№ 36 | страница 7
– А что с тобой стряслось? – это голос старшего надзирателя.
– У меня геморрой появился.
– Что ты мелешь? – сердито обрывает его стоящий сбоку надзиратель.
Поверяющий оставляет тридцать шестого и переходит к следующей камере. Поверка продолжается. Продолжается и топот ног, делающих шаг вперед. Надзиратели постепенно удаляются в другой конец тюрьмы. Вскоре и голос, выкликающий номера заключенных, и тихий голос тридцать шестого, повторяющий: «Да у меня геморрой», – уже не слышатся.
Похоже, что это – своеобразный способ протеста тридцать шестого. Это – слабый вызов, который бросает стенам своей одиночки и дисциплине военной тюрьмы заключенный, целый день сидящий на дощатом полу лицом к стене, не смея ни закрыть глаза, ни повернуть головы. Как бы там ни было, он нарушает этим священную процедуру поверки, более всего требующую торжественности. Кстати, и надзиратели, желающие окончить поверку без всяких инцидентов, обычно не применяют к нему в это время никаких мер наказания. Я не раз был свидетелем того, как тридцать шестой прибегал к подобному способу.
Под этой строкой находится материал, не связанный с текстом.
//! Integration tests for the ingestion coordinator
//!
//! Drives the coordinator through a scripted transport channel and asserts
//! on the exact event sequence seen by a subscriber plus the store contents.

use tempfile::TempDir;
use tokio::sync::{broadcast, mpsc};

use xrplog_common::classify::ClassifyError;
use xrplog_common::db::{init_database, RecordStore};
use xrplog_common::events::{EventBus, LedgerEvent};
use xrplog_common::records::RecordKind;
use xrplog_mon::coordinator::Coordinator;
use xrplog_mon::transport::TransportEvent;

const INFO_FRAME: &str = r#"{"result":{"account_data":{
    "Account":"rLNaPoKeeBjZe2qs6x52yVPZpZ8td4dc6w",
    "Balance":"13000000",
    "Sequence":"2"
}}}"#;

const STATE_FRAME: &str = r#"{"result":{"state":{
    "load_base":256,
    "load_factor":512,
    "peers":12,
    "validated_ledger":{"base_fee":10}
}}}"#;

async fn open_store(dir: &TempDir) -> RecordStore {
    let pool = init_database(&dir.path().join("xrplog.db"))
        .await
        .expect("database initialization failed");

    RecordStore::new(pool)
}

/// Feed the scripted events through a coordinator and collect everything a
/// subscriber saw, in delivery order.
async fn run_pipeline(store: RecordStore, script: Vec<TransportEvent>) -> Vec<LedgerEvent> {
    let bus = EventBus::new(64);
    let mut rx = bus.subscribe();

    let (tx, transport_rx) = mpsc::channel(16);
    for event in script {
        tx.send(event).await.unwrap();
    }
    drop(tx);

    Coordinator::new(bus, store).run(transport_rx).await;

    let mut seen = Vec::new();
    loop {
        match rx.try_recv() {
            Ok(event) => seen.push(event),
            Err(broadcast::error::TryRecvError::Empty) => break,
            Err(e) => panic!("subscriber lost events: {e}"),
        }
    }
    seen
}

#[tokio::test]
async fn frames_produce_one_notification_each_in_receive_order() {
    let dir = TempDir::new().unwrap();
    let store = open_store(&dir).await;

    let events = run_pipeline(
        store.clone(),
        vec![
            TransportEvent::Frame(INFO_FRAME.to_string()),
            TransportEvent::Frame("not json {{{".to_string()),
            TransportEvent::Frame(STATE_FRAME.to_string()),
        ],
    )
    .await;

    // Ignoring persistence confirmations, the classification outcomes are
    // exactly: record(Info), error(MalformedPayload), record(State).
    let outcomes: Vec<&LedgerEvent> = events
        .iter()
        .filter(|e| !matches!(e, LedgerEvent::RecordPersisted { .. }))
        .collect();

    assert_eq!(outcomes.len(), 3, "unexpected events: {events:?}");
    assert!(matches!(
        outcomes[0],
        LedgerEvent::RecordClassified {
            record,
            ..
        } if matches!(record.kind, RecordKind::Info { .. })
    ));
    assert!(matches!(
        outcomes[1],
        LedgerEvent::ClassificationFailed {
            error: ClassifyError::MalformedPayload,
            ..
        }
    ));
    assert!(matches!(
        outcomes[2],
        LedgerEvent::RecordClassified {
            record,
            ..
        } if matches!(record.kind, RecordKind::State { .. })
    ));
}

#[tokio::test]
async fn classified_records_are_persisted_in_receive_order() {
    let dir = TempDir::new().unwrap();
    let store = open_store(&dir).await;

    let events = run_pipeline(
        store.clone(),
        vec![
            TransportEvent::Frame(INFO_FRAME.to_string()),
            TransportEvent::Frame("not json {{{".to_string()),
            TransportEvent::Frame(STATE_FRAME.to_string()),
        ],
    )
    .await;

    // One persistence confirmation per classified record, ids increasing
    let ids: Vec<i64> = events
        .iter()
        .filter_map(|e| match e {
            LedgerEvent::RecordPersisted { id, .. } => Some(*id),
            _ => None,
        })
        .collect();
    assert_eq!(ids.len(), 2);
    assert!(ids[1] > ids[0]);

    // Newest first: the State record arrived last
    let stored = store.list_ordered_by_created_at_desc().await.unwrap();
    assert_eq!(stored.len(), 2);
    assert!(matches!(stored[0].record.kind, RecordKind::State { .. }));
    assert!(matches!(stored[1].record.kind, RecordKind::Info { .. }));
}

#[tokio::test]
async fn server_reported_error_is_surfaced_verbatim() {
    let dir = TempDir::new().unwrap();
    let store = open_store(&dir).await;

    let events = run_pipeline(
        store.clone(),
        vec![TransportEvent::Frame(
            r#"{"error_message":"Account not found."}"#.to_string(),
        )],
    )
    .await;

    assert_eq!(events.len(), 1);
    match &events[0] {
        LedgerEvent::ClassificationFailed {
            error: ClassifyError::ServerReported(message),
            ..
        } => assert_eq!(message, "Account not found."),
        other => panic!("expected ClassificationFailed, got {other:?}"),
    }

    // Errors carry no partial record and nothing reaches the store
    assert!(store
        .list_ordered_by_created_at_desc()
        .await
        .unwrap()
        .is_empty());
}

#[tokio::test]
async fn lifecycle_events_are_forwarded_verbatim() {
    let dir = TempDir::new().unwrap();
    let store = open_store(&dir).await;

    let events = run_pipeline(
        store,
        vec![
            TransportEvent::Opened,
            TransportEvent::Frame(INFO_FRAME.to_string()),
            TransportEvent::Closed {
                reason: "going away".to_string(),
            },
        ],
    )
    .await;

    assert!(matches!(events[0], LedgerEvent::ConnectionOpened { .. }));
    match events.last().unwrap() {
        LedgerEvent::ConnectionClosed { reason, .. } => assert_eq!(reason, "going away"),
        other => panic!("expected ConnectionClosed, got {other:?}"),
    }
}

#[tokio::test]
async fn transport_failure_is_forwarded_and_distinct() {
    let dir = TempDir::new().unwrap();
    let store = open_store(&dir).await;

    let events = run_pipeline(
        store,
        vec![TransportEvent::Failed {
            message: "connection reset".to_string(),
        }],
    )
    .await;

    assert_eq!(events.len(), 1);
    match &events[0] {
        LedgerEvent::ConnectionError { message, .. } => assert_eq!(message, "connection reset"),
        other => panic!("expected ConnectionError, got {other:?}"),
    }
}
//! Common error types for XRPLog

use thiserror::Error;

/// Common result type for XRPLog operations
pub type Result<T> = std::result::Result<T, Error>;

/// Infrastructure error types shared across XRPLog crates
///
/// Classification failures are not represented here; they are values of
/// [`crate::classify::ClassifyError`] and flow to subscribers as events.
#[derive(Error, Debug)]
pub enum Error {
    /// Database operation error (wraps sqlx::Error)
    #[error("Database error: {0}")]
    Database(#[from] sqlx::Error),

    /// I/O operation error (wraps std::io::Error)
    #[error("IO error: {0}")]
    Io(#[from] std::io::Error),

    /// Configuration loading or validation error
    #[error("Configuration error: {0}")]
    Config(String),

    /// WebSocket transport error
    #[error("Transport error: {0}")]
    Transport(String),

    /// Internal error
    #[error("Internal error: {0}")]
    Internal(String),
}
И в этих случаях я улавливал его желание показать другим заключенным, что он – не такой, как какие-нибудь новички, в первый или во второй раз попадающие в тюрьму: он, как говорится, на тюремной жизни собаку съел. И если вслед за его словами из чьей-нибудь камеры просачивался смешок и немного разряжалась атмосфера в одиночках, голос тридцать шестого звучал бодрее и громче. Я представлял его торжествующую физиономию в эти минуты: низкий темный лоб поблескивает, ноздри плоского носа раздуваются, на толстых губах пузырится слюна…
Расследование дела тридцать шестого, как и моего, требовало, по-видимому, времени. Обычно заседание военного трибунала происходило без предварительного слушания дела, после двух-трехнедельного расследования. Однако тридцать шестой уже больше месяца находился на положении подследственного. Тогда еще он говорил мне, что это – тяжелый период. И в самом деле, спустя некоторое время я заметил, что тридцать шестой начал сдавать. Он перестал испускать свои деланные вздохи, и сразу же не слышно стало окриков надзирателя у его камеры.
Однажды, после долгого перерыва, я снова услышал как он просит у надзирателя позволения обратиться.
– Номер тридцать шесть! – прозвучал его голос, такой сдавленный, словно в горле у него что-то застряло. В этом голосе, безнадежном, лишенном интонаций, звучало что-то непереносимое для сердец заключенных, уже мучимых предобеденным голодом и не имевших сил сопротивляться ему. Вначале мне не поверилось, что этот голос принадлежит моему знакомцу, но затем я понял, что в нем отразились муки, которые испытывал тридцать шестой.